[What you have to do] Repeat exactly, and only, the lines of the entries below from the one with "pub const DEFAULT_BATCH_CONFIDENCE: f32" through the one with "pub enum BatchError", both ends included.

BEGIN Dataset extract

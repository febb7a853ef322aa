// 该文件是 Shanan （山南西风） 项目的一部分。
// src/batch.rs - 目录批量检测
//
// 本文件根据 Apache 许可证第 2.0 版（以下简称“许可证”）授权使用；
// 除非遵守该许可证条款，否则您不得使用本文件。
// 您可通过以下网址获取许可证副本：
// http://www.apache.org/licenses/LICENSE-2.0
// 除非适用法律要求或书面同意，根据本许可协议分发的软件均按“原样”提供，
// 不附带任何形式的明示或暗示的保证或条件。
// 有关许可权限与限制的具体条款，请参阅本许可协议。
//
// Copyright (C) 2026 Johann Li <me@qinka.pro>, Wareless Group

use std::fs::File;
use std::io::{BufWriter, Write};
use std::path::{Path, PathBuf};
use std::sync::Arc;
use std::sync::atomic::{AtomicBool, Ordering};
use std::time::Instant;

use image::ImageReader;
use serde::Serialize;
use serde_json::ser::{PrettyFormatter, Serializer};
use thiserror::Error;
use tracing::{debug, error, info, warn};

use crate::detection::{BatchDetection, ReportEntry};
use crate::output::Visualizer;
use crate::service::{DetectionService, ServiceError};

pub const DEFAULT_BATCH_CONFIDENCE: f32 = 0.25;
pub const REPORT_FILE: &str = "results.json";
pub const IMAGE_EXTENSIONS: [&str; 3] = ["png", "jpg", "jpeg"];

#[derive(Debug, Clone)]
pub struct BatchOptions {
  pub input: PathBuf,
  pub output: PathBuf,
  pub confidence: f32,
  /// 类别白名单，`None` 表示不过滤
  pub classes: Option<Vec<String>>,
}

#[derive(Error, Debug)]
pub enum BatchError {
  #[error("无法读取输入目录 {0}: {1}")]
  InputDir(PathBuf, #[source] std::io::Error),
  #[error("无法重建输出目录 {0}: {1}")]
  OutputDir(PathBuf, #[source] std::io::Error),
  #[error("输出目录 {output} 与输入目录 {input} 重叠，重建输出目录会删除输入图像")]
  Overlap { input: PathBuf, output: PathBuf },
  #[error("无法写入报告 {0}: {1}")]
  Report(PathBuf, #[source] std::io::Error),
  #[error("报告序列化失败: {0}")]
  Serialize(#[from] serde_json::Error),
  #[error("字体加载错误: {0}")]
  Font(#[from] ab_glyph::InvalidFont),
}

// 单张图像的错误，只记录不中断
#[derive(Error, Debug)]
enum ItemError {
  #[error("无法打开图像: {0}")]
  Io(#[from] std::io::Error),
  #[error("无法解码图像: {0}")]
  Read(image::ImageError),
  #[error("{0}")]
  Detect(#[from] ServiceError),
  #[error("无法保存标注图像: {0}")]
  Save(image::ImageError),
}

/// 一次批处理的统计
#[derive(Debug, Clone, Default, PartialEq)]
pub struct BatchSummary {
  /// 发现的图像数量
  pub found: usize,
  /// 保存了标注图像的数量
  pub saved: usize,
  /// 没有保留下任何检测结果的数量
  pub skipped: usize,
  pub failed: usize,
  /// 被 Ctrl-C 中断
  pub interrupted: bool,
  pub report_path: PathBuf,
}

pub struct BatchPipeline<'a> {
  service: &'a DetectionService,
  visualizer: Visualizer,
  options: BatchOptions,
  stop: Option<Arc<AtomicBool>>,
}

impl<'a> BatchPipeline<'a> {
  pub fn new(service: &'a DetectionService, options: BatchOptions) -> Result<Self, BatchError> {
    Ok(Self {
      service,
      visualizer: Visualizer::new()?,
      options,
      stop: None,
    })
  }

  /// 设置停止标志，置位后处理完当前图像即结束并写出报告
  pub fn with_stop_flag(mut self, stop: Arc<AtomicBool>) -> Self {
    self.stop = Some(stop);
    self
  }

  pub fn run(&self) -> Result<BatchSummary, BatchError> {
    let input = &self.options.input;
    let output = &self.options.output;
    info!("输入目录: {}", input.display());
    info!("输出目录: {}", output.display());
    info!("置信度阈值: {}", self.options.confidence);
    match &self.options.classes {
      Some(classes) => info!("类别过滤: {}", classes.join(", ")),
      None => info!("类别过滤: 无"),
    }

    let input_dir = input
      .canonicalize()
      .map_err(|e| BatchError::InputDir(input.clone(), e))?;
    check_overlap(&input_dir, output)?;
    reset_dir(output)?;

    let images = discover_images(&input_dir)?;
    info!("发现 {} 张图像", images.len());

    let now = Instant::now();
    let mut summary = BatchSummary {
      found: images.len(),
      report_path: output.join(REPORT_FILE),
      ..Default::default()
    };
    let mut report = Vec::new();

    for path in &images {
      if self.stop_requested() {
        warn!("收到中断请求，停止处理剩余图像");
        summary.interrupted = true;
        break;
      }

      let name = file_name(path);
      match self.process(path, &name) {
        Ok(Some(detections)) => {
          debug!("{}: 保留 {} 个检测结果", name, detections.len());
          summary.saved += 1;
          report.push(ReportEntry::new(name, detections));
        }
        Ok(None) => {
          debug!("{}: 没有符合条件的检测结果", name);
          summary.skipped += 1;
        }
        Err(e) => {
          error!("{}: {}", name, e);
          summary.failed += 1;
          report.push(ReportEntry::failed(name, e));
        }
      }
    }

    write_report(&summary.report_path, &report)?;
    info!(
      "批处理完成，耗时: {:.2?}。共 {} 张，保存 {} 张，无结果 {} 张，失败 {} 张",
      now.elapsed(),
      summary.found,
      summary.saved,
      summary.skipped,
      summary.failed
    );
    info!("报告已写入: {}", summary.report_path.display());

    Ok(summary)
  }

  fn stop_requested(&self) -> bool {
    self
      .stop
      .as_ref()
      .is_some_and(|stop| stop.load(Ordering::SeqCst))
  }

  fn process(&self, path: &Path, name: &str) -> Result<Option<Vec<BatchDetection>>, ItemError> {
    let image = ImageReader::open(path)?
      .with_guessed_format()?
      .decode()
      .map_err(ItemError::Read)?
      .to_rgb8();

    let detections: Vec<BatchDetection> = self
      .service
      .detect(&image, self.options.confidence)?
      .into_iter()
      .filter(|item| self.allowed(&item.class_name))
      .map(|item| item.to_batch())
      .filter(|detection| {
        let keep = detection.has_area();
        if !keep {
          debug!("{}: 丢弃截断后退化的边界框 {:?}", name, detection.bbox);
        }
        keep
      })
      .collect();

    if detections.is_empty() {
      return Ok(None);
    }

    let mut canvas = image;
    self.visualizer.draw_detections(&mut canvas, &detections);
    canvas
      .save(self.options.output.join(name))
      .map_err(ItemError::Save)?;

    Ok(Some(detections))
  }

  fn allowed(&self, class_name: &str) -> bool {
    match &self.options.classes {
      Some(classes) => classes.iter().any(|c| c == class_name),
      None => true,
    }
  }
}

/// 解析逗号分隔的类别白名单，全部为空时视为不过滤
pub fn parse_classes(value: Option<&str>) -> Option<Vec<String>> {
  let classes: Vec<String> = value?
    .split(',')
    .map(str::trim)
    .filter(|c| !c.is_empty())
    .map(str::to_string)
    .collect();
  (!classes.is_empty()).then_some(classes)
}

pub fn is_image_file(path: &Path) -> bool {
  path
    .extension()
    .and_then(|ext| ext.to_str())
    .is_some_and(|ext| {
      IMAGE_EXTENSIONS
        .iter()
        .any(|known| ext.eq_ignore_ascii_case(known))
    })
}

// 输出目录每次都会被删除，不允许与输入目录重叠
fn check_overlap(input_dir: &Path, output: &Path) -> Result<(), BatchError> {
  let output_dir = match output.canonicalize() {
    Ok(dir) => dir,
    Err(_) => return Ok(()),
  };
  if input_dir.starts_with(&output_dir) {
    return Err(BatchError::Overlap {
      input: input_dir.to_path_buf(),
      output: output_dir,
    });
  }
  Ok(())
}

fn reset_dir(dir: &Path) -> Result<(), BatchError> {
  if dir.exists() {
    debug!("清空输出目录: {}", dir.display());
    std::fs::remove_dir_all(dir).map_err(|e| BatchError::OutputDir(dir.to_path_buf(), e))?;
  }
  std::fs::create_dir_all(dir).map_err(|e| BatchError::OutputDir(dir.to_path_buf(), e))
}

// 只扫描第一层，按目录列举顺序返回
fn discover_images(dir: &Path) -> Result<Vec<PathBuf>, BatchError> {
  let entries = std::fs::read_dir(dir).map_err(|e| BatchError::InputDir(dir.to_path_buf(), e))?;
  let mut images = Vec::new();
  for entry in entries {
    let entry = entry.map_err(|e| BatchError::InputDir(dir.to_path_buf(), e))?;
    let path = entry.path();
    if path.is_file() && is_image_file(&path) {
      images.push(path);
    }
  }
  Ok(images)
}

fn file_name(path: &Path) -> String {
  path
    .file_name()
    .map(|name| name.to_string_lossy().into_owned())
    .unwrap_or_default()
}

fn write_report(path: &Path, report: &[ReportEntry]) -> Result<(), BatchError> {
  let file = File::create(path).map_err(|e| BatchError::Report(path.to_path_buf(), e))?;
  let mut writer = BufWriter::new(file);
  let mut serializer = Serializer::with_formatter(&mut writer, PrettyFormatter::with_indent(b"    "));
  report.serialize(&mut serializer)?;
  writer
    .flush()
    .map_err(|e| BatchError::Report(path.to_path_buf(), e))
}

#[cfg(test)]
mod tests {
  use super::*;

  #[test]
  fn class_list_is_trimmed() {
    assert_eq!(
      parse_classes(Some(" car, person ,,")),
      Some(vec!["car".to_string(), "person".to_string()])
    );
    assert_eq!(parse_classes(Some(" , ")), None);
    assert_eq!(parse_classes(None), None);
  }

  #[test]
  fn extensions_are_case_insensitive() {
    assert!(is_image_file(Path::new("a/b.JPG")));
    assert!(is_image_file(Path::new("b.jpeg")));
    assert!(is_image_file(Path::new("c.Png")));
    assert!(!is_image_file(Path::new("d.bmp")));
    assert!(!is_image_file(Path::new("jpg")));
  }

  #[test]
  fn report_uses_four_space_indent() {
    let dir = tempfile::tempdir().unwrap();
    let path = dir.path().join(REPORT_FILE);
    let entry = ReportEntry::new(
      "a.jpg",
      vec![BatchDetection {
        class_name: "car".to_string(),
        confidence: 0.82,
        bbox: [10, 20, 199, 150],
      }],
    );
    write_report(&path, &[entry]).unwrap();

    let text = std::fs::read_to_string(&path).unwrap();
    assert!(text.starts_with("[\n    {\n        \"image\": \"a.jpg\""));
    assert!(text.contains("\"box\""));
  }

  #[test]
  fn overlap_is_detected() {
    let dir = tempfile::tempdir().unwrap();
    let input = dir.path().join("data");
    std::fs::create_dir_all(&input).unwrap();
    let input = input.canonicalize().unwrap();

    assert!(matches!(
      check_overlap(&input, &input),
      Err(BatchError::Overlap { .. })
    ));
    assert!(matches!(
      check_overlap(&input, dir.path()),
      Err(BatchError::Overlap { .. })
    ));
    assert!(check_overlap(&input, &dir.path().join("out")).is_ok());
  }
}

END Dataset extract

[Result]
pub const DEFAULT_BATCH_CONFIDENCE: f32 = 0.25;
pub const REPORT_FILE: &str = "results.json";
pub const IMAGE_EXTENSIONS: [&str; 3] = ["png", "jpg", "jpeg"];

#[derive(Debug, Clone)]
pub struct BatchOptions {
  pub input: PathBuf,
  pub output: PathBuf,
  pub confidence: f32,
  /// 类别白名单，`None` 表示不过滤
  pub classes: Option<Vec<String>>,
}

#[derive(Error, Debug)]
pub enum BatchError {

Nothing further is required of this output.